In a statement published by The Trevor Project, Radcliffe tried to offer comfort to those fans whose love of the books had been diminished by Rowling’s comments. “If you found anything in these stories that resonated with you and helped you at any time in your life — then that is between you and the book that you read, and it is sacred,” he wrote. However, for Ostertag there is no going back particularly as a children’s author herself.
“I don't pass judgement on how other people process this,” she explains, “but I've never been able to seperate stories from their author. I put a lot of myself into my books, and I think really hard about what message I'm sending with them. So even though Harry Potter doesn't seem to have anything to do with transphobia, the idea that it's written by a transphobic person, that it came from that space, sours it for me. It makes me question aspects of that fantasy world.”

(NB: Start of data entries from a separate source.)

//! Unification microbenchmarks (unify, generalize/instantiate, realize_string).

use criterion::{black_box, criterion_group, criterion_main, Criterion};
use glyph_common::SourceLocation;
use glyph_types::static_eval::StubEvaluator;
use glyph_types::{Engine, Explicits, ExplicitGeneric, TypeTermId};

fn int_ty(e: &mut Engine) -> TypeTermId {
    e.class_of("Int.0", false, &[], Explicits::new(), None, SourceLocation::synthetic())
}

fn build_nested_tuple(e: &mut Engine, depth: usize) -> TypeTermId {
    let mut t = int_ty(e);
    for _ in 0..depth {
        t = e.class_of(
            "tuple.2.0",
            true,
            &[t, t],
            Explicits::new(),
            None,
            SourceLocation::synthetic(),
        );
    }
    t
}

fn bench_unify_concrete(c: &mut Criterion) {
    c.bench_function("unify_nested_tuple_self", |b| {
        b.iter(|| {
            let mut e = Engine::new();
            let a = build_nested_tuple(&mut e, 6);
            let b_term = build_nested_tuple(&mut e, 6);
            black_box(e.unify(a, b_term))
        })
    });
}

fn bench_unify_unbound_absorb(c: &mut Criterion) {
    c.bench_function("unify_unbound_absorbs_concrete", |b| {
        b.iter(|| {
            let mut e = Engine::new();
            let var = e.fresh_unbound(1, false);
            let concrete = build_nested_tuple(&mut e, 6);
            black_box(e.unify(var, concrete))
        })
    });
}

fn bench_occurs_check(c: &mut Criterion) {
    c.bench_function("unify_occurs_check_rejects", |b| {
        b.iter(|| {
            let mut e = Engine::new();
            let var = e.fresh_unbound(1, false);
            let int = int_ty(&mut e);
            let wrapping = e.class_of(
                "tuple.2.0",
                true,
                &[var, int],
                Explicits::new(),
                None,
                SourceLocation::synthetic(),
            );
            black_box(e.unify(var, wrapping))
        })
    });
}

fn bench_generalize_instantiate(c: &mut Criterion) {
    c.bench_function("generalize_then_instantiate", |b| {
        b.iter(|| {
            let mut e = Engine::new();
            e.enter_scope();
            let var = e.fresh_unbound(1, false);
            let list = {
                let mut explicits = Explicits::new();
                explicits.insert("T".to_string(), ExplicitGeneric::new(var, 0));
                e.class_of("List.0", false, &[], explicits, None, SourceLocation::synthetic())
            };
            let generalized = e.generalize(list).expect("generalize should succeed");

            e.enter_scope();
            let mut cache = glyph_types::generalize::new_instantiate_cache();
            black_box(e.instantiate(generalized, &mut cache))
        })
    });
}

fn bench_realize_string(c: &mut Criterion) {
    let mut e = Engine::new();
    let t = build_nested_tuple(&mut e, 6);

    c.bench_function("realize_string_nested_tuple", |b| {
        b.iter(|| black_box(e.realize_string(&StubEvaluator, t)))
    });
}

criterion_group!(
    unify_benches,
    bench_unify_concrete,
    bench_unify_unbound_absorb,
    bench_occurs_check,
    bench_generalize_instantiate,
    bench_realize_string,
);
criterion_main!(unify_benches);
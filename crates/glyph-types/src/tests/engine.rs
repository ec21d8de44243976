use super::*;
use crate::static_eval::test_support::{AdditionEvaluator, LiteralExpr};
use crate::term::ExplicitGeneric;
use glyph_common::SourceLocation;
use std::rc::Rc;

fn int_ty(e: &mut Engine) -> TypeTermId {
    e.class_of("Int.0", false, &[], Explicits::new(), None, SourceLocation::synthetic())
}

#[test]
fn scenario_1_unbound_unifies_with_concrete_then_undoes() {
    let mut e = Engine::new();
    let a = e.fresh_unbound(1, false);
    let int = int_ty(&mut e);

    let journal = e.new_journal();
    let score = e.unify(a, int).expect("unify should succeed");
    assert_eq!(score, 0);
    assert_eq!(e.follow(a), int);

    e.undo(journal);
    assert!(e.var_of(a).is_some());
    assert_eq!(e.to_string(a, false), "?0.1");
}

#[test]
fn scenario_2_list_unbound_unifies_with_list_int_and_realizes() {
    let mut e = Engine::new();
    let a = e.fresh_unbound(1, false);
    let int = int_ty(&mut e);
    let mut list_explicits = Explicits::new();
    list_explicits.insert("T".to_string(), ExplicitGeneric::new(a, 0));
    let list_a = e.class_of("List.0", false, &[], list_explicits, None, SourceLocation::synthetic());
    let mut list_int_explicits = Explicits::new();
    list_int_explicits.insert("T".to_string(), ExplicitGeneric::new(int, 0));
    let list_int = e.class_of(
        "List.0",
        false,
        &[],
        list_int_explicits,
        None,
        SourceLocation::synthetic(),
    );

    e.unify(list_a, list_int).expect("unify should succeed");
    let out = e
        .realize_string(&crate::static_eval::StubEvaluator, list_a)
        .expect("no depth error");
    assert_eq!(out, Some("List[Int]".to_string()));
}

#[test]
fn scenario_3_occurs_check_fails_without_mutation() {
    let mut e = Engine::new();
    let a = e.fresh_unbound(1, false);
    let int = int_ty(&mut e);
    let tuple = e.class_of(
        "tuple.2.0",
        true,
        &[a, int],
        Explicits::new(),
        None,
        SourceLocation::synthetic(),
    );

    let err = e.unify(a, tuple).unwrap_err();
    assert_eq!(err, UnifyMismatch::OccursCheck { var: 0 });
    assert!(e.var_of(a).is_some());
}

#[test]
fn scenario_4_generalize_then_instantiate_shares_matching_ids() {
    let mut e = Engine::new();
    e.enter_scope();
    e.enter_scope();
    assert_eq!(e.level(), 2);

    let a = e.fresh_unbound(2, false);
    let b = e.fresh_unbound(2, false);
    let pair = e.class_of(
        "tuple.2.0",
        true,
        &[a, b],
        Explicits::new(),
        None,
        SourceLocation::synthetic(),
    );

    let generalized = e.generalize(pair).expect("generalize should succeed");

    e.enter_scope();
    assert_eq!(e.level(), 3);
    let mut cache = crate::generalize::new_instantiate_cache();
    let instantiated = e
        .instantiate(generalized, &mut cache)
        .expect("instantiate should succeed");

    // `tests` is a child module of `engine`, so it may reach past the
    // public façade to inspect the arena directly for this assertion.
    let c = e.arena.get(instantiated).as_class().unwrap();
    assert_ne!(c.args[0], c.args[1], "different original ids get distinct fresh vars");

    let mut cache2 = crate::generalize::new_instantiate_cache();
    let a_again = e.instantiate(a, &mut cache2).expect("instantiate should succeed");
    assert_eq!(a_again, a, "an already-Unbound term instantiates to itself");
}

fn function_class_view(e: &mut Engine, name: &str, arity: usize) -> TypeTermId {
    let mut explicits = Explicits::new();
    for i in 0..arity {
        explicits.insert(format!("T{i}"), ExplicitGeneric { term: None, id: i as u32 });
    }
    e.class_of(name, true, &[], explicits, None, SourceLocation::synthetic())
}

#[test]
fn scenario_5_partial_bitmasks_must_match_before_delegating() {
    let mut e = Engine::new();
    let int = int_ty(&mut e);
    let func_class_a = function_class_view(&mut e, "function.1.0", 1);
    let func_a = e.function_of(
        "function.1.0",
        func_class_a,
        &[int],
        Explicits::new(),
        None,
        false,
        SourceLocation::synthetic(),
    );
    let func_class_b = function_class_view(&mut e, "function.1.0", 1);
    let func_b = e.function_of(
        "function.1.0",
        func_class_b,
        &[int],
        Explicits::new(),
        None,
        false,
        SourceLocation::synthetic(),
    );

    let mut matching = FixedBitSet::with_capacity(3);
    matching.set(0, true);
    matching.set(2, true);
    let partial_a = e.partial_of(func_a, matching.clone(), SourceLocation::synthetic());
    let partial_b = e.partial_of(func_b, matching, SourceLocation::synthetic());
    e.unify(partial_a, partial_b).expect("matching bitmasks should delegate to class unify");

    let mut mismatched = FixedBitSet::with_capacity(3);
    mismatched.set(0, true);
    mismatched.set(1, true);
    let partial_c = e.partial_of(func_a, mismatched, SourceLocation::synthetic());
    assert_eq!(
        e.unify(partial_b, partial_c),
        Err(UnifyMismatch::BitmaskMismatch)
    );
}

#[test]
fn scenario_6_static_binds_then_realizes_and_rejects_different_expressions() {
    let mut e = Engine::new();
    let n_unbound = e.fresh_unbound(1, true);
    let mut a_explicits = Explicits::new();
    a_explicits.insert("N".to_string(), ExplicitGeneric::new(n_unbound, 0));
    let a = e.static_of(a_explicits, Rc::new(LiteralExpr("N+1".to_string())), SourceLocation::synthetic());

    let n_three = e.static_of(Explicits::new(), Rc::new(LiteralExpr("3".to_string())), SourceLocation::synthetic());
    let mut b_explicits = Explicits::new();
    b_explicits.insert("N".to_string(), ExplicitGeneric::new(n_three, 0));
    let b = e.static_of(b_explicits, Rc::new(LiteralExpr("N+1".to_string())), SourceLocation::synthetic());

    e.unify(a, b).expect("identical expressions with compatible bindings should unify");
    let out = e.realize_string(&AdditionEvaluator, a).expect("no depth error");
    assert_eq!(out, Some("3;4".to_string()));

    let c = e.static_of(Explicits::new(), Rc::new(LiteralExpr("1+N".to_string())), SourceLocation::synthetic());
    assert_eq!(e.unify(a, c), Err(UnifyMismatch::ExpressionMismatch));
}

“When creators make work for children, I expect them to have an awareness of their impact and how it can influence young people,” she continues. “This whole situation – it's her outdated, hateful beliefs but it's also the fact that she aired them during a global conversation about racial injustice and a pandemic, the fact that she used what she is best known for – writing – to make her attack on trans people, the fact that so many people in the queer community loved her work and she still went off like that, that she used feminism and gay allyship to hide the hatefulness of her rhetoric…someone like that is not a person whose world I want to escape into.”